- Problem statement: Return the data below exactly, stopping after the line with "let p = params(10.0, 0.0);".

(Given data)

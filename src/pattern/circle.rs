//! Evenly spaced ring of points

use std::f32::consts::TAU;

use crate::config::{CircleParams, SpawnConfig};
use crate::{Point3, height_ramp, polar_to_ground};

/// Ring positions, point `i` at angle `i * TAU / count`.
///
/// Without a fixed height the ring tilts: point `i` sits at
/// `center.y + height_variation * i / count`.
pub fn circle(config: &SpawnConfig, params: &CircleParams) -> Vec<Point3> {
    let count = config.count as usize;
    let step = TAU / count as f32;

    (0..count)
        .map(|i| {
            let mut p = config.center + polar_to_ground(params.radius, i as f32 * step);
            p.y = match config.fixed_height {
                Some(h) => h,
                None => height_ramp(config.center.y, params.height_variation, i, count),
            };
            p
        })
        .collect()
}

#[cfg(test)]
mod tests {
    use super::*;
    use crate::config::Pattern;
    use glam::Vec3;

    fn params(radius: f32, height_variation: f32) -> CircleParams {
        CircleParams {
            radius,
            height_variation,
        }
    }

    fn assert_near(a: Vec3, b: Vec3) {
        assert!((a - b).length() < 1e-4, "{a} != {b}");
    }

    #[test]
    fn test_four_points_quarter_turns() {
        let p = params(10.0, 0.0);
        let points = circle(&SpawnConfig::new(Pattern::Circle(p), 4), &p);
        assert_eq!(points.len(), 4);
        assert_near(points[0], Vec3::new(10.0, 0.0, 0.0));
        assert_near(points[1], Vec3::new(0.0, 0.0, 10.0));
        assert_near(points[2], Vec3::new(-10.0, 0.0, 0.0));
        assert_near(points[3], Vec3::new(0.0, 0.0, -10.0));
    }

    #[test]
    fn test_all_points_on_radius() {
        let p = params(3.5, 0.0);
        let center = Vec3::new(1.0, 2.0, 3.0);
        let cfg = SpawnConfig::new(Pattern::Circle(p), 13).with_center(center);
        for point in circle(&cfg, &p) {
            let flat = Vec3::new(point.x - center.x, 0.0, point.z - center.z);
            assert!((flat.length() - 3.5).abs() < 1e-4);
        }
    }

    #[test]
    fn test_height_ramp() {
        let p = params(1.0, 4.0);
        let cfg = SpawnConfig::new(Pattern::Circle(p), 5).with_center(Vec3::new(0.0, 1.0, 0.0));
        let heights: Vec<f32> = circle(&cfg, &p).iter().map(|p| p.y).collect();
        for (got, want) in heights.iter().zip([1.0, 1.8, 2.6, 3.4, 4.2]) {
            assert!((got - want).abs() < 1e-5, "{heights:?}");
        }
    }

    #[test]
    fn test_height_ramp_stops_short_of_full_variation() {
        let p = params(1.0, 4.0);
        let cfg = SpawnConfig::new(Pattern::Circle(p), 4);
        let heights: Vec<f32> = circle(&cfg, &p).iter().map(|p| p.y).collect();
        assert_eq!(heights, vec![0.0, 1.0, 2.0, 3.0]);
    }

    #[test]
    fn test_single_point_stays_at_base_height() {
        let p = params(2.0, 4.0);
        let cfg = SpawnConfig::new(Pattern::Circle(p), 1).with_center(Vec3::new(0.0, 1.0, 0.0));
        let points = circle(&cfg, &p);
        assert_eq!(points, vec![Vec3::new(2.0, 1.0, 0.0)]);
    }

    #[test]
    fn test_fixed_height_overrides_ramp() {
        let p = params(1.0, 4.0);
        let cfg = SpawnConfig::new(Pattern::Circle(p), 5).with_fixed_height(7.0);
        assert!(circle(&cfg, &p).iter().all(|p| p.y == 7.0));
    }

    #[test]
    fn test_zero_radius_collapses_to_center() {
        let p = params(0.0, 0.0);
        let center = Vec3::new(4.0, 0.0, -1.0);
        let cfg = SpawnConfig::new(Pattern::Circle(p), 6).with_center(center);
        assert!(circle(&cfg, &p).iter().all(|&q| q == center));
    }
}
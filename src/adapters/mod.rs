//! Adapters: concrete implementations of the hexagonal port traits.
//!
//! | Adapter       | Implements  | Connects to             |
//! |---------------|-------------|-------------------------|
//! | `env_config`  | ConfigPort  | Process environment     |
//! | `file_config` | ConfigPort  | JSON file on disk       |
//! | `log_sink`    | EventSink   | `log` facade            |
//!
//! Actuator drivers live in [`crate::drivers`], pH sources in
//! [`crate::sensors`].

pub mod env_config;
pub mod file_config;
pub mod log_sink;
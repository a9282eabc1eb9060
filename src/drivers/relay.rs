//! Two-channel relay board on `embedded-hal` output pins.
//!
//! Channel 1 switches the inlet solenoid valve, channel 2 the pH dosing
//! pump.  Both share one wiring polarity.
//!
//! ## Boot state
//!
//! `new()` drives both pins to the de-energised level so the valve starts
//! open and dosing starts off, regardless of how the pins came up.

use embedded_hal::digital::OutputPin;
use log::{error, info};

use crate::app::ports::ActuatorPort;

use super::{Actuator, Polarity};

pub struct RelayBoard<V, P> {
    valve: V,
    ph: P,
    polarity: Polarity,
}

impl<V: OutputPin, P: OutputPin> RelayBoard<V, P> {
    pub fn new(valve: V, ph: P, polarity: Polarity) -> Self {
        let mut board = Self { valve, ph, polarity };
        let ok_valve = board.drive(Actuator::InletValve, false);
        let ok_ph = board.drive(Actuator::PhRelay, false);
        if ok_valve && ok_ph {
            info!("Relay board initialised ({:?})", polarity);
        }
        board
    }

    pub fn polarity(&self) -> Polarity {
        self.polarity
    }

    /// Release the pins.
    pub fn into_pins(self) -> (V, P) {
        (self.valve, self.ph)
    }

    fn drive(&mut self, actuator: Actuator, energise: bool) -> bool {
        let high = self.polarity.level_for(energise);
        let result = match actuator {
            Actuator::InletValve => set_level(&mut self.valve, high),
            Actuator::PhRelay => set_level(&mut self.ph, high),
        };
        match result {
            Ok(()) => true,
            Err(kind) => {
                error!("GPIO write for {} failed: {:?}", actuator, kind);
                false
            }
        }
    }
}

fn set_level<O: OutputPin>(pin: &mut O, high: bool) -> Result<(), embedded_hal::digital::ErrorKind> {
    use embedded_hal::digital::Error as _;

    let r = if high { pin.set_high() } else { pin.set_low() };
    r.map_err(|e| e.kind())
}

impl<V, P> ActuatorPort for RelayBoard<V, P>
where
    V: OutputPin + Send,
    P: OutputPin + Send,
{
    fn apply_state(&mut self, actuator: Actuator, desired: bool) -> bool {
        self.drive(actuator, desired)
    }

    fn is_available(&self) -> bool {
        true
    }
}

(End Given data)

- Answer space:
filename src/pattern/circle.rs
//! Evenly spaced ring of points

use std::f32::consts::TAU;

use crate::config::{CircleParams, SpawnConfig};
use crate::{Point3, height_ramp, polar_to_ground};

/// Ring positions, point `i` at angle `i * TAU / count`.
///
/// Without a fixed height the ring tilts: point `i` sits at
/// `center.y + height_variation * i / count`.
pub fn circle(config: &SpawnConfig, params: &CircleParams) -> Vec<Point3> {
    let count = config.count as usize;
    let step = TAU / count as f32;

    (0..count)
        .map(|i| {
            let mut p = config.center + polar_to_ground(params.radius, i as f32 * step);
            p.y = match config.fixed_height {
                Some(h) => h,
                None => height_ramp(config.center.y, params.height_variation, i, count),
            };
            p
        })
        .collect()
}

#[cfg(test)]
mod tests {
    use super::*;
    use crate::config::Pattern;
    use glam::Vec3;

    fn params(radius: f32, height_variation: f32) -> CircleParams {
        CircleParams {
            radius,
            height_variation,
        }
    }

    fn assert_near(a: Vec3, b: Vec3) {
        assert!((a - b).length() < 1e-4, "{a} != {b}");
    }

    #[test]
    fn test_four_points_quarter_turns() {
        let p = params(10.0, 0.0);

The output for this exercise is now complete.